An American dramatist with genuine philosophical insight once wrote a play called If Booth Had Missed. He develops the play in an imaginatively plausible fashion to conclude that if Booth had missed, someone else would not have missed. The dramatist was saying in his own way, not that Lincoln’s assassination was inevitable, but that it was symbolic of the fact that the Civil War had hardened the attitudes of the North to a point where no further compromises could be made. There is good historical evidence to warrant this judgment. Against a background of four years of bitter civil strife, no president, even one as different as Lincoln was from Andrew Johnson who tried to carry out Lincoln’s policies, could have withstood the desire on the part of the victorious states for harsh, rather than conciliatory, treatment of those whom they regarded as the authors of all their woes. If on the night of the fateful performance Lincoln had taken cold, stayed at home, and survived, it is unlikely that he would have succeeded where Johnson had failed. Had Lincoln died after a fruitless effort to convert the Radical Republicans to the ways of foresight and charity, his stature for posterity would have been cut down to that of Woodrow Wilson. The fate of Wilson indicates that the prestige of leading a war to a successful conclusion is not sufficient to cope with the problems of postwar reconstruction.

It follows from what we have said that heroic action can count decisively only where the historical situation permits of major alternative paths of development. The denial by social determinists of the orthodox Marxist school that heroic action can ever have a decisive influence on history is usually a corollary to the doctrine that the existing mode of economic production uniquely determines the culture on which it is based. According to them, from a given economic system, one and only one other economic system can develop. And on the basis of the economic system thus developed, one and only one culture—where “culture” designates the non-economic social institutions—can flourish. Where significant variations in the politics, art, religion, or philosophy are recognized, these must be explained “in the last analysis” in terms of the developmental changes of the economic system moved by its immanent “contradictions.” Heroes in such a conception can be found only in the interstices and joints, so to speak, of the social economic process. Their presence is irrelevant to the death and birth of new forms of society.

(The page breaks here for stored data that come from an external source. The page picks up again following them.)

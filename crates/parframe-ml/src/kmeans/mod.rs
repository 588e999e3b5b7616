//! K-means clustering, in a shared-memory and a message-passing flavor.
//!
//! Both variants follow the same loop: assign every point to its nearest
//! centroid, check for empty clusters, move each centroid to the mean of its
//! points, and stop once no centroid moved by `tolerance` or more. An empty
//! cluster is handled per [`EmptyClusterPolicy`].

mod distributed;
mod threaded;

pub use distributed::DistributedKMeans;
pub use threaded::ThreadedKMeans;

use std::fmt;
use std::str::FromStr;
use std::time::Duration;

use parframe_comm::ControlSignal;
use parframe_core::DEFAULT_TOLERANCE;
use serde::{Deserialize, Serialize};

use crate::error::MlError;

/// What to do when an iteration leaves a cluster without points.
#[derive(Debug, Clone, Copy, PartialEq, Eq, Default, Serialize, Deserialize)]
#[serde(rename_all = "kebab-case")]
pub enum EmptyClusterPolicy {
    /// Start over from a new initialization, up to `max_restarts` times.
    #[default]
    Restart,
    /// Terminate immediately.
    Stop,
    /// Keep iterating; the empty cluster keeps its centroid.
    Continue,
}

impl fmt::Display for EmptyClusterPolicy {
    fn fmt(&self, f: &mut fmt::Formatter<'_>) -> fmt::Result {
        f.write_str(match self {
            Self::Restart => "restart",
            Self::Stop => "stop",
            Self::Continue => "continue",
        })
    }
}

impl FromStr for EmptyClusterPolicy {
    type Err = MlError;

    fn from_str(s: &str) -> Result<Self, Self::Err> {
        match s.to_ascii_lowercase().as_str() {
            "restart" => Ok(Self::Restart),
            "stop" | "break" => Ok(Self::Stop),
            "continue" => Ok(Self::Continue),
            other => Err(MlError::Config(format!("unknown empty-cluster policy '{other}'"))),
        }
    }
}

/// K-means settings.
#[derive(Debug, Clone, PartialEq, Serialize, Deserialize)]
#[serde(default)]
pub struct KMeansConfig {
    /// Number of clusters.
    pub k: usize,
    pub max_iterations: usize,
    /// Convergence threshold on the largest centroid displacement.
    pub tolerance: f64,
    /// Slack of the nearest-centroid comparison; a later centroid within
    /// this distance of the best one wins the tie.
    pub tie_tolerance: f64,
    pub on_empty: EmptyClusterPolicy,
    /// Restart budget for [`EmptyClusterPolicy::Restart`].
    pub max_restarts: usize,
}

impl Default for KMeansConfig {
    fn default() -> Self {
        Self {
            k: 2,
            max_iterations: 100,
            tolerance: DEFAULT_TOLERANCE,
            tie_tolerance: DEFAULT_TOLERANCE,
            on_empty: EmptyClusterPolicy::default(),
            max_restarts: 5,
        }
    }
}

impl KMeansConfig {
    pub fn validate(&self) -> Result<(), MlError> {
        if self.k == 0 {
            return Err(MlError::NoClusters(self.k));
        }
        if self.max_iterations == 0 {
            return Err(MlError::Config("max_iterations must be at least 1".into()));
        }
        if !(self.tolerance.is_finite() && self.tolerance > 0.0) {
            return Err(MlError::Config(format!(
                "tolerance must be positive, got {}",
                self.tolerance
            )));
        }
        if !(self.tie_tolerance.is_finite() && self.tie_tolerance >= 0.0) {
            return Err(MlError::Config(format!(
                "tie tolerance must be non-negative, got {}",
                self.tie_tolerance
            )));
        }
        Ok(())
    }

    /// Signal for an iteration that found an empty cluster, given how many
    /// restarts were already spent.
    pub fn empty_cluster_signal(&self, restarts: usize) -> ControlSignal {
        match self.on_empty {
            EmptyClusterPolicy::Restart if restarts < self.max_restarts => ControlSignal::Restart,
            EmptyClusterPolicy::Restart | EmptyClusterPolicy::Stop => ControlSignal::Stop,
            EmptyClusterPolicy::Continue => ControlSignal::Continue,
        }
    }

    /// Why the run ended after the empty-cluster check said stop.
    fn stop_reason(&self) -> Termination {
        match self.on_empty {
            EmptyClusterPolicy::Restart => Termination::RestartBudgetExhausted,
            _ => Termination::EmptyCluster,
        }
    }
}

/// Why a run ended.
#[derive(Debug, Clone, Copy, PartialEq, Eq, Serialize, Deserialize)]
#[serde(rename_all = "kebab-case")]
pub enum Termination {
    Converged,
    MaxIterations,
    /// An empty cluster was found under [`EmptyClusterPolicy::Stop`].
    EmptyCluster,
    /// An empty cluster was found with no restarts left.
    RestartBudgetExhausted,
}

impl fmt::Display for Termination {
    fn fmt(&self, f: &mut fmt::Formatter<'_>) -> fmt::Result {
        f.write_str(match self {
            Self::Converged => "converged",
            Self::MaxIterations => "max-iterations",
            Self::EmptyCluster => "empty-cluster",
            Self::RestartBudgetExhausted => "restart-budget-exhausted",
        })
    }
}

/// Outcome of a k-means run.
#[derive(Debug, Clone, PartialEq, Serialize, Deserialize)]
pub struct KMeansReport {
    pub termination: Termination,
    /// Assignment passes over the data, summed across restarts.
    pub iterations: usize,
    pub restarts: usize,
    pub cluster_sizes: Vec<usize>,
    pub centroids: Vec<Vec<f64>>,
    /// Sum of squared distances from each point to its nearest final
    /// centroid.
    pub inertia: f64,
    /// Cluster id per point. Only the rank owning the cluster state fills
    /// this in.
    pub assignments: Vec<usize>,
    pub runtime: Duration,
}

impl KMeansReport {
    #[must_use]
    pub fn converged(&self) -> bool {
        self.termination == Termination::Converged
    }
}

Proof? As far as great men are concerned, not even an attempt at proof except in the writings of Plechanov and Leon Trotsky. Plechanov we have already considered. We turn now to Trotsky whose effort, despite its ultimate failure, is a truly remarkable intellectual feat which makes a permanent contribution to the scientific understanding of history. His explicit treatment of the theme will be found in his History of the Russian Revolution.

Trotsky’s thesis is that the occurrence, development, and climax of the Russian Revolution were inevitable. Since that Revolution was made by men, one of his problems is to investigate the relation between the characters of individuals and the historic process. Naturally it is the character of individuals in strategic situations or positions of leadership and power which is his first concern. He offers to show that the traits of character displayed in crucial historic actions have, so to speak, “been grafted, or more directly imposed, on a person by the mighty force of conditions.”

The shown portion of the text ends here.